The experience in Texas was similar. From 1996 through 1999, the first four years that Texas' concealed-handgun law was in effect, 215,000 people were licensed. Permit holders turned out to be law-abiding, with licensees convicted of a crime only 6 percent as often as other adult Texans.

Data for other states are also available and paint a similar picture. Thus, it is not surprising that no state with a right-to-carry law has repealed it.

One particular fear raised by Holden is that right-to-carry laws would actually make police officers' jobs more dangerous by making it more likely that they would be shot. Yet research has shown that the laws make police safer. Professor David Mustard at the University of Georgia found that right-to-carry laws reduced the rate that officers were killed by about 2 percent per year for each year that the laws were in effect. Several studies find that as law-abiding citizens are allowed to defend themselves, criminals are much less likely to carry guns. Fewer criminals carrying guns makes the jobs of police less dangerous.
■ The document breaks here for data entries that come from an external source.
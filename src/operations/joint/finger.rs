use serde::{Deserialize, Serialize};

use crate::math::{Point2, TOLERANCE};
use crate::tree::MaterialConfig;

/// Most finger cells one edge is cut into; longer edges keep a straight run
/// at both ends.
pub const MAX_FINGER_CELLS: usize = 2001;

/// Which side of a joint carries the fingers.
#[derive(Debug, Clone, Copy, PartialEq, Eq, Serialize, Deserialize)]
pub enum Gender {
    /// Fingers stick out of this edge.
    Male,
    /// This edge receives the mate's fingers.
    Female,
}

impl Gender {
    #[must_use]
    pub fn opposite(self) -> Gender {
        match self {
            Gender::Male => Gender::Female,
            Gender::Female => Gender::Male,
        }
    }
}

/// Finger layout along one edge.
///
/// Positions are measured along the edge from its centre, so a pattern and
/// its mirror image are identical.
#[derive(Debug, Clone, PartialEq, Serialize, Deserialize)]
pub struct FingerPattern {
    /// Full edge length the pattern was computed for.
    pub length: f64,
    /// Joint region `(start, end)` after the locked-end insets.
    pub region: (f64, f64),
    /// Finger intervals `(start, end)`, ascending and disjoint.
    pub fingers: Vec<(f64, f64)>,
}

impl FingerPattern {
    #[must_use]
    pub fn is_straight(&self) -> bool {
        self.fingers.is_empty()
    }

    /// Polyline of the edge in edge coordinates: `x` runs along the edge from
    /// `from` to `to`, `y` is the offset from the base line.
    ///
    /// Teeth rise to `depth` over each finger interval (use a negative depth
    /// for notches). The end points sit on the base line.
    #[must_use]
    pub fn polyline(&self, from: f64, to: f64, depth: f64) -> Vec<Point2> {
        let forward = to >= from;
        let (lo, hi) = if forward { (from, to) } else { (to, from) };
        let mut out = Vec::with_capacity(self.fingers.len() * 4 + 2);
        push_unique_point(&mut out, Point2::new(lo, 0.0));
        for &(a, b) in &self.fingers {
            let (a, b) = (a.max(lo), b.min(hi));
            if b - a <= TOLERANCE {
                continue;
            }
            push_unique_point(&mut out, Point2::new(a, 0.0));
            push_unique_point(&mut out, Point2::new(a, depth));
            push_unique_point(&mut out, Point2::new(b, depth));
            push_unique_point(&mut out, Point2::new(b, 0.0));
        }
        push_unique_point(&mut out, Point2::new(hi, 0.0));
        if !forward {
            out.reverse();
        }
        out
    }
}

/// Generates the finger pattern for one edge of a joint.
///
/// Both mates of a joint compute the same pattern: it depends only on the
/// edge length, the material and the lock flags, never on the gender.
pub struct FingerJoint {
    length: f64,
    material: MaterialConfig,
    locked: (bool, bool),
}

impl FingerJoint {
    /// Creates a new `FingerJoint` for an edge of `length` mm.
    #[must_use]
    pub fn new(length: f64, material: MaterialConfig) -> Self {
        Self {
            length,
            material,
            locked: (false, false),
        }
    }

    /// Marks the edge ends that abut another joint; each locked end loses MT
    /// of joint region.
    #[must_use]
    pub fn locked(mut self, start: bool, end: bool) -> Self {
        self.locked = (start, end);
        self
    }

    /// Computes the pattern.
    ///
    /// The usable span (joint region minus the corner clearance at both ends)
    /// is cut into an odd number of `finger_width` cells centred on the edge;
    /// even cells are fingers. Edges too short for that get a single centred
    /// finger a third of the region wide, or no finger when that would be
    /// thinner than the material.
    #[must_use]
    pub fn execute(&self) -> FingerPattern {
        let mt = self.material.thickness;
        let half = self.length * 0.5;
        let start = -half + if self.locked.0 { mt } else { 0.0 };
        let end = half - if self.locked.1 { mt } else { 0.0 };
        let region_len = end - start;
        let centre = (start + end) * 0.5;
        let fw = self.material.finger_width;
        let clearance = self.material.corner_clearance();

        let mut pattern = FingerPattern {
            length: self.length,
            region: (start, end),
            fingers: Vec::new(),
        };
        if region_len <= TOLERANCE || fw <= TOLERANCE {
            return pattern;
        }

        let usable = region_len - 2.0 * clearance;
        #[allow(clippy::cast_possible_truncation, clippy::cast_sign_loss)]
        let mut cells = if usable > 0.0 {
            ((usable / fw + TOLERANCE).floor() as usize).min(MAX_FINGER_CELLS)
        } else {
            0
        };
        if cells % 2 == 0 {
            cells = cells.saturating_sub(1);
        }

        if region_len < 2.0 * (fw + clearance) || cells == 0 {
            let width = region_len / 3.0;
            if width >= mt {
                pattern
                    .fingers
                    .push((centre - width * 0.5, centre + width * 0.5));
            }
            return pattern;
        }

        #[allow(clippy::cast_precision_loss)]
        let first = centre - cells as f64 * fw * 0.5;
        for i in (0..cells).step_by(2) {
            #[allow(clippy::cast_precision_loss)]
            let a = first + i as f64 * fw;
            pattern.fingers.push((a, a + fw));
        }
        pattern
    }
}

/// Appends `point` unless it repeats the previous one.
pub(crate) fn push_unique_point(path: &mut Vec<Point2>, point: Point2) {
    if let Some(last) = path.last() {
        if (point - last).norm() < TOLERANCE {
            return;
        }
    }
    path.push(point);
}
While Missouri's police organizations are generally neutral, national surveys show the police support concealed handgun laws by a 3-1 majority. Many former strong opponents to right-to-carry laws across the country have changed their positions after the laws have been in effect for a couple of years.

Glenn White, president of the Dallas Police Association, provides a typical response: "I lobbied against the law in 1993 and 1995 because I thought it would lead to wholesale armed conflict. That hasn't happened....I think it's worked out well, and that says good things about the citizens who have permits. I'm a convert."

When he vetoed the right-to-carry bill, Holden also claimed that right-to-carry laws would increase accidental shootings, but there is not one academic study that finds that to be true. For violent crime, refereed academic studies range from showing that right-to-carry laws at worst have little or no benefit to most research finding large reductions that increase as more permits are issued.

A year after the right-to-carry law is enacted, Missourians will wonder what all the fuss was about. Those declaring that Missourians' safety is endangered will lose credibility once people see that it is criminals and not law-abiding citizens who have the most to fear from Missourians' being able to defend themselves.

John R. Lott Jr. is a resident scholar at the American Enterprise Institute and author of the just-released book The Bias Against Guns.